Aug 05, 2015 Uncategorized Comments Off on New yuan channels to widen funding sources (China Daily)
Cross-border loan services to help lower finance costs for more domestic, overseas companies
Officials said the launch last week of another trial cross-border yuan loan service agreement, signed between Fujian province and Taiwan, will go a long way to widen funding sources and lower finance costs for both domestic and overseas companies in the region.
The government is offering the service to firms operating in a newly established free trade zone in the province, allowing companies and projects registered in Xiamen to borrow yuan from institutions in Taiwan.
Companies registered in the Nansha and Hengqin new areas of Guangdong free trade zone are already allowed to borrow yuan from banks in Hong Kong and Macao.
Twelve Xiamen companies immediately signed cooperative intent agreements on cross-border yuan loans worth a total of 1.17 billion yuan ($189 million) with banks from Taiwan and Xiamen, at lending rates of around 4 percent, nearly 20 percent lower than average financing costs.
Li Weiping, manager of the People’s Bank of China’s Xiamen central sub-branch, said: “The service will expand financing channels overseas and reduce costs.
It will not only give strong support to the real economy in Xiamen but also encourage the flow of yuan from Taiwan to the Chinese mainland and the development of the offshore yuan market in Taiwan.”
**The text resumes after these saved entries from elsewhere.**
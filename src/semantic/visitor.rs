//! Read-only traversal of the typed expression tree.
//!
//! Backends implement [`TypedExprVisitor`] and override only the nodes they
//! care about. Every default method descends into the node's children in
//! source order, so an override that still wants the children visited calls
//! the matching `walk_*` function itself.

use super::typed_ast::{
    TypedAssignment, TypedBinaryOperation, TypedBlock, TypedExpr, TypedFunctionCall,
    TypedFunctionDefinition, TypedMemberSelection, TypedTuple,
};
use super::types::Type;

pub trait TypedExprVisitor {
    fn visit_expr(&mut self, expr: &TypedExpr) {
        walk_expr(self, expr);
    }

    fn visit_block(&mut self, block: &TypedBlock) {
        walk_block(self, block);
    }

    fn visit_assignment(&mut self, assignment: &TypedAssignment) {
        self.visit_expr(&assignment.value);
    }

    fn visit_variable_reference(&mut self, _name: &str, _ty: &Type) {}

    fn visit_plus_operation(&mut self, operation: &TypedBinaryOperation) {
        walk_binary_operation(self, operation);
    }

    fn visit_minus_operation(&mut self, operation: &TypedBinaryOperation) {
        walk_binary_operation(self, operation);
    }

    fn visit_times_operation(&mut self, operation: &TypedBinaryOperation) {
        walk_binary_operation(self, operation);
    }

    /// String `+`; integer addition goes through `visit_plus_operation`.
    fn visit_concatenation(&mut self, operation: &TypedBinaryOperation) {
        walk_binary_operation(self, operation);
    }

    fn visit_negation(&mut self, operand: &TypedExpr) {
        self.visit_expr(operand);
    }

    fn visit_string_constant(&mut self, _value: &str) {}

    fn visit_int_constant(&mut self, _value: i64) {}

    fn visit_tuple(&mut self, tuple: &TypedTuple) {
        for element in tuple.elements.iter() {
            self.visit_expr(&element.value);
        }
    }

    fn visit_member_selection(&mut self, selection: &TypedMemberSelection) {
        self.visit_expr(&selection.expr);
    }

    fn visit_function_call(&mut self, call: &TypedFunctionCall) {
        self.visit_expr(&call.input);
    }

    fn visit_function_definition(&mut self, definition: &TypedFunctionDefinition) {
        self.visit_block(&definition.body);
    }
}

pub fn walk_block<V: TypedExprVisitor + ?Sized>(visitor: &mut V, block: &TypedBlock) {
    for expr in block.expressions.iter() {
        visitor.visit_expr(expr);
    }
}

pub fn walk_binary_operation<V: TypedExprVisitor + ?Sized>(
    visitor: &mut V,
    operation: &TypedBinaryOperation,
) {
    visitor.visit_expr(&operation.lhs);
    visitor.visit_expr(&operation.rhs);
}

pub fn walk_expr<V: TypedExprVisitor + ?Sized>(visitor: &mut V, expr: &TypedExpr) {
    match expr {
        TypedExpr::Block(block) => visitor.visit_block(block),
        TypedExpr::Assignment(assignment) => visitor.visit_assignment(assignment),
        TypedExpr::VariableReference { name, ty } => visitor.visit_variable_reference(name, ty),
        TypedExpr::PlusOperation(operation) => visitor.visit_plus_operation(operation),
        TypedExpr::MinusOperation(operation) => visitor.visit_minus_operation(operation),
        TypedExpr::TimesOperation(operation) => visitor.visit_times_operation(operation),
        TypedExpr::Concatenation(operation) => visitor.visit_concatenation(operation),
        TypedExpr::Negation(operand) => visitor.visit_negation(operand),
        TypedExpr::StringConstant(value) => visitor.visit_string_constant(value),
        TypedExpr::IntConstant(value) => visitor.visit_int_constant(*value),
        TypedExpr::Tuple(tuple) => visitor.visit_tuple(tuple),
        TypedExpr::MemberSelection(selection) => visitor.visit_member_selection(selection),
        TypedExpr::FunctionCall(call) => visitor.visit_function_call(call),
        TypedExpr::FunctionDefinition(definition) => visitor.visit_function_definition(definition),
    }
}
#![no_main]

use libfuzzer_sys::fuzz_target;

use simfleet_core::batch::BatchDocument;

fuzz_target!(|data: &[u8]| {
    let Ok(text) = std::str::from_utf8(data) else {
        return;
    };
    let Ok(doc) = BatchDocument::from_json(text) else {
        return;
    };

    // Anything accepted must survive a save and reload.
    let rendered = doc.to_json().expect("accepted document must render");
    let reloaded = BatchDocument::from_json(&rendered).expect("rendered document must parse");
    assert_eq!(reloaded.len(), doc.len());
    assert_eq!(reloaded.jobs().len(), doc.len());
});
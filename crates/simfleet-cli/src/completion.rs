//! Shell completion generation.

use std::io;

use clap::Command;
use clap_complete::{generate, Shell};

/// Generate a completion script for `simfleet`.
pub fn generate_completion(cmd: &mut Command, shell: Shell, out: &mut dyn io::Write) {
    generate(shell, cmd, "simfleet", out);
}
Li also said the new investment channel would bring banks in Xiamen closer to their Taiwan counterparts, increase the intermediary business income of local banks, and accelerate the opening up of the province’s financial services sector, which is likely to play a key role in funding projects within the country’s Belt and Road Initiative.
The Silk Road Economic Belt and the 21st Century Maritime Silk Road initiatives were proposed by President Xi Jinping in 2013 to improve the infrastructure connectivity along the ancient trading routes.
As a major city on the eastern coast, Xiamen is expected to serve as a main hub for the maritime route.
Earlier in July, the government also launched a trial program for cross-border loan services for mainland companies in the Nansha and Hengqin new areas of Guangdong province, to allow them access to yuan financing from Hong Kong and Macao.
The areas host companies from a vast range of industries, which have a huge demand for capital.
Those in Hengqin alone are believed to be seeking more than 400 billion yuan in funding, which cannot be satisfied by domestic bank loans alone.
Zong Liang, deputy director of the Bank of China Ltd’s Institute of International Finance, said the new cross-border arrangements will allow mainland companies to cut their financing costs by around 2 percentage points on average, by borrowing from banks in Hong Kong, Macao and Taiwan.
“Such cross-border yuan services will encourage wider use of the yuan as an investment vehicle and for financing, and will become a crucial part of the internationalization of the yuan,” he said.
Bank of China’s Guangdong branch, Macao branch, and Bank of China (Hong Kong) Ltd, immediately extended medium-to long-term loans worth 500 million yuan to Guangzhou Port Co Ltd, for instance, when the arrangement was launched on July 13.
Li Wenfang in Guangzhou contributed to this story.